Na primeira fase do acordo trifásico, o Hamas libertou todos os reféns que detinha, exceto um, em troca de centenas de palestinianos detidos em prisões israelitas.
Os Estados Unidos disseram na quarta-feira que estão a avançar para a próxima fase de um plano de cessar-fogo em Gaza que envolve o desarmamento do Hamas, a reconstrução do território devastado pela guerra e a criação de um grupo de peritos palestinianos que administrará os assuntos diários em Gaza sob supervisão americana.
O enviado do presidente Donald Trump, Steve Witkoff, disse num post no X que o acordo de cessar-fogo que Trump ajudou a intermediar estava a entrar na sua segunda fase após dois anos de guerra entre Israel e o Hamas, incluindo o estabelecimento de um governo tecnocrático em Gaza.
"Estamos a anunciar o lançamento da Fase Dois do Plano de 20 Pontos do Presidente para Acabar com o Conflito de Gaza, passando do cessar-fogo à desmilitarização, à governação tecnocrática e à reconstrução", disse Witkoff.
Mas o enviado de Donald Trump não deu mais detalhes sobre quem faria parte da nova administração palestina de transição que governaria Gaza.
Os mediadores do acordo de cessar-fogo - Egito, Turquia e Qatar - congratularam-se com a criação do comité e afirmaram que este será dirigido por Ali Shaath, antigo vice-ministro da Autoridade Palestiniana.
"Trata-se de um desenvolvimento importante para melhorar a situação humanitária em Gaza", afirmaram numa declaração conjunta.
Ali Shaath, natural de Gaza, foi vice-ministro dos transportes da Autoridade Palestiniana, reconhecida internacionalmente.
Shaath, um engenheiro, é um especialista em desenvolvimento económico e reconstrução, de acordo com a sua biografia no site do Instituto de Investigação da Política Económica Palestiniana.

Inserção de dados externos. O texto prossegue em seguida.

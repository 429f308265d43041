use async_trait::async_trait;
use chrono::Utc;
use rusqlite::{params, params_from_iter, types::Value as SqlValue, Connection, OptionalExtension};
use serde_json::Value;

use crate::{
    db::{
        connection::Database,
        store::{
            Collection, Condition, Document, DocumentId, DocumentStore, FieldPath, Filter, Sort,
            Update,
        },
    },
    error::{DbError, Result},
};

fn to_sql_value(field: &str, value: &Value) -> Result<SqlValue> {
    match value {
        Value::Null => Ok(SqlValue::Null),
        Value::Bool(flag) => Ok(SqlValue::Integer(i64::from(*flag))),
        Value::Number(number) => match number.as_i64() {
            Some(int) => Ok(SqlValue::Integer(int)),
            None => number
                .as_f64()
                .map(SqlValue::Real)
                .ok_or_else(|| DbError::InvalidQuery(format!("'{field}' is out of range"))),
        },
        Value::String(text) => Ok(SqlValue::Text(text.clone())),
        Value::Array(_) | Value::Object(_) => Err(DbError::InvalidQuery(format!(
            "'{field}' can only be matched against scalar values"
        ))),
    }
}

/// `json_extract` over each name of `field`, falling back left to right.
fn field_expr(field: &FieldPath, params: &mut Vec<SqlValue>) -> String {
    let extracts: Vec<&str> = field
        .names()
        .iter()
        .map(|name| {
            params.push(SqlValue::Text(format!("$.{name}")));
            "json_extract(body, ?)"
        })
        .collect();
    match extracts.as_slice() {
        [single] => single.to_string(),
        _ => format!("COALESCE({})", extracts.join(", ")),
    }
}

/// Compiled `WHERE` clause with its positional parameters.
struct WhereClause {
    sql: String,
    params: Vec<SqlValue>,
}

impl WhereClause {
    fn build(collection: Collection, filter: &Filter) -> Result<Self> {
        filter.validate()?;

        let mut clauses = vec!["collection = ?".to_string()];
        let mut params = vec![SqlValue::Text(collection.as_str().to_string())];

        if let Some(id) = filter.id {
            clauses.push("id = ?".to_string());
            params.push(SqlValue::Integer(id.0));
        }

        for (field, condition) in &filter.conditions {
            let expr = field_expr(field, &mut params);
            let name = field.to_string();
            match condition {
                Condition::Eq(Value::Null) => {
                    clauses.push(format!("{expr} IS NULL"));
                }
                Condition::Eq(value) => {
                    clauses.push(format!("{expr} = ?"));
                    params.push(to_sql_value(&name, value)?);
                }
                Condition::Gte(value) => {
                    clauses.push(format!("{expr} >= ?"));
                    params.push(to_sql_value(&name, value)?);
                }
                Condition::Lt(value) => {
                    clauses.push(format!("{expr} < ?"));
                    params.push(to_sql_value(&name, value)?);
                }
            }
        }

        Ok(Self {
            sql: clauses.join(" AND "),
            params,
        })
    }
}

fn order_by(sort: Sort) -> &'static str {
    match sort {
        Sort::Ascending => "ORDER BY id ASC",
        Sort::Descending => "ORDER BY id DESC",
    }
}

fn parse_body(id: i64, body: &str) -> anyhow::Result<Document> {
    serde_json::from_str(body).map_err(|err| {
        anyhow::Error::new(DbError::InvalidData(format!(
            "document {id} is not a JSON object: {err}"
        )))
    })
}

fn query_documents(
    conn: &Connection,
    clause: &WhereClause,
    sort: Sort,
    limit: Option<u32>,
) -> anyhow::Result<Vec<(DocumentId, Document)>> {
    let mut sql = format!(
        "SELECT id, body FROM documents WHERE {} {}",
        clause.sql,
        order_by(sort)
    );
    if let Some(limit) = limit {
        sql.push_str(&format!(" LIMIT {limit}"));
    }

    let mut stmt = conn.prepare(&sql)?;
    let mut rows = stmt.query(params_from_iter(clause.params.iter()))?;
    let mut documents = Vec::new();
    while let Some(row) = rows.next()? {
        let id: i64 = row.get(0)?;
        let body: String = row.get(1)?;
        documents.push((DocumentId(id), parse_body(id, &body)?));
    }
    Ok(documents)
}

#[async_trait]
impl DocumentStore for Database {
    async fn insert_one(&self, collection: Collection, document: Document) -> Result<DocumentId> {
        let body = serde_json::to_string(&document)?;
        self.execute(move |conn| {
            conn.execute(
                "INSERT INTO documents (collection, body, created_at) VALUES (?1, ?2, ?3)",
                params![collection.as_str(), body, Utc::now().to_rfc3339()],
            )?;
            Ok(DocumentId(conn.last_insert_rowid()))
        })
        .await
    }

    async fn find(
        &self,
        collection: Collection,
        filter: Filter,
        sort: Sort,
    ) -> Result<Vec<(DocumentId, Document)>> {
        let clause = WhereClause::build(collection, &filter)?;
        self.execute(move |conn| query_documents(conn, &clause, sort, None))
            .await
    }

    async fn find_one(
        &self,
        collection: Collection,
        filter: Filter,
        sort: Sort,
    ) -> Result<Option<(DocumentId, Document)>> {
        let clause = WhereClause::build(collection, &filter)?;
        self.execute(move |conn| {
            Ok(query_documents(conn, &clause, sort, Some(1))?
                .into_iter()
                .next())
        })
        .await
    }

    async fn update_one(
        &self,
        collection: Collection,
        filter: Filter,
        update: Update,
    ) -> Result<u64> {
        update.validate()?;
        let clause = WhereClause::build(collection, &filter)?;
        self.execute(move |conn| {
            let tx = conn.transaction()?;

            let target: Option<(i64, String)> = tx
                .query_row(
                    &format!(
                        "SELECT id, body FROM documents WHERE {} ORDER BY id ASC LIMIT 1",
                        clause.sql
                    ),
                    params_from_iter(clause.params.iter()),
                    |row| Ok((row.get(0)?, row.get(1)?)),
                )
                .optional()?;

            let Some((id, body)) = target else {
                return Ok(0);
            };

            let mut document = parse_body(id, &body)?;
            update.apply(&mut document);
            tx.execute(
                "UPDATE documents SET body = ?1 WHERE id = ?2",
                params![serde_json::to_string(&document)?, id],
            )?;
            tx.commit()?;

            Ok(1)
        })
        .await
    }

    async fn delete_many(&self, collection: Collection, filter: Filter) -> Result<u64> {
        let clause = WhereClause::build(collection, &filter)?;
        self.execute(move |conn| {
            let deleted = conn.execute(
                &format!("DELETE FROM documents WHERE {}", clause.sql),
                params_from_iter(clause.params.iter()),
            )?;
            Ok(deleted as u64)
        })
        .await
    }

    async fn count(&self, collection: Collection, filter: Filter) -> Result<u64> {
        let clause = WhereClause::build(collection, &filter)?;
        self.execute(move |conn| {
            let count: i64 = conn.query_row(
                &format!("SELECT COUNT(*) FROM documents WHERE {}", clause.sql),
                params_from_iter(clause.params.iter()),
                |row| row.get(0),
            )?;
            Ok(count.max(0) as u64)
        })
        .await
    }

    async fn drop_all(&self) -> Result<()> {
        self.execute(|conn| {
            conn.execute("DELETE FROM documents", [])?;
            Ok(())
        })
        .await
    }
}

Witkoff disse que os EUA esperam que o Hamas devolva imediatamente o último refém morto como parte de suas obrigações no âmbito do acordo.
Embora o anúncio de quarta-feira indique um importante passo em frente, um novo governo em Gaza e o cessar-fogo enfrentam enormes desafios, incluindo o destacamento de uma força de segurança internacional para supervisionar o acordo e o difícil processo de desarmamento do Hamas.
As nomeações para um comité tecnocrático fazem parte de um plano mais vasto para pôr fim ao domínio de 18 anos do Hamas em Gaza.
Os nomeados irão gerir os assuntos quotidianos em Gaza, sob a supervisão de um "Conselho de Paz" liderado por Trump, cujos membros também ainda não foram nomeados.
O cessar-fogo alcançado no âmbito do plano de 20 pontos de Trump entrou em vigor em outubro e pôs termo a grande parte dos combates.
Na primeira fase do acordo trifásico, o Hamas libertou todos os reféns que detinha, exceto um, em troca de centenas de palestinianos detidos em prisões israelitas.
O comité tecnocrático que Witkoff disse que seria criado na segunda fase será encarregado de prestar serviços públicos aos mais de 2 milhões de palestinianos em Gaza, mas enfrenta grandes desafios e perguntas sem resposta, incluindo sobre as suas operações e financiamento.
As Nações Unidas estimam que a reconstrução da Faixa de Gaza custará mais de 50 mil milhões de dólares (42 mil milhões de euros), um processo que deverá demorar anos e para o qual pouco dinheiro foi prometido até à data.
Há também o desafio mais imediato de descobrir como retomar os serviços básicos após quase duas décadas de domínio do Hamas em Gaza e de repetidos conflitos com Israel.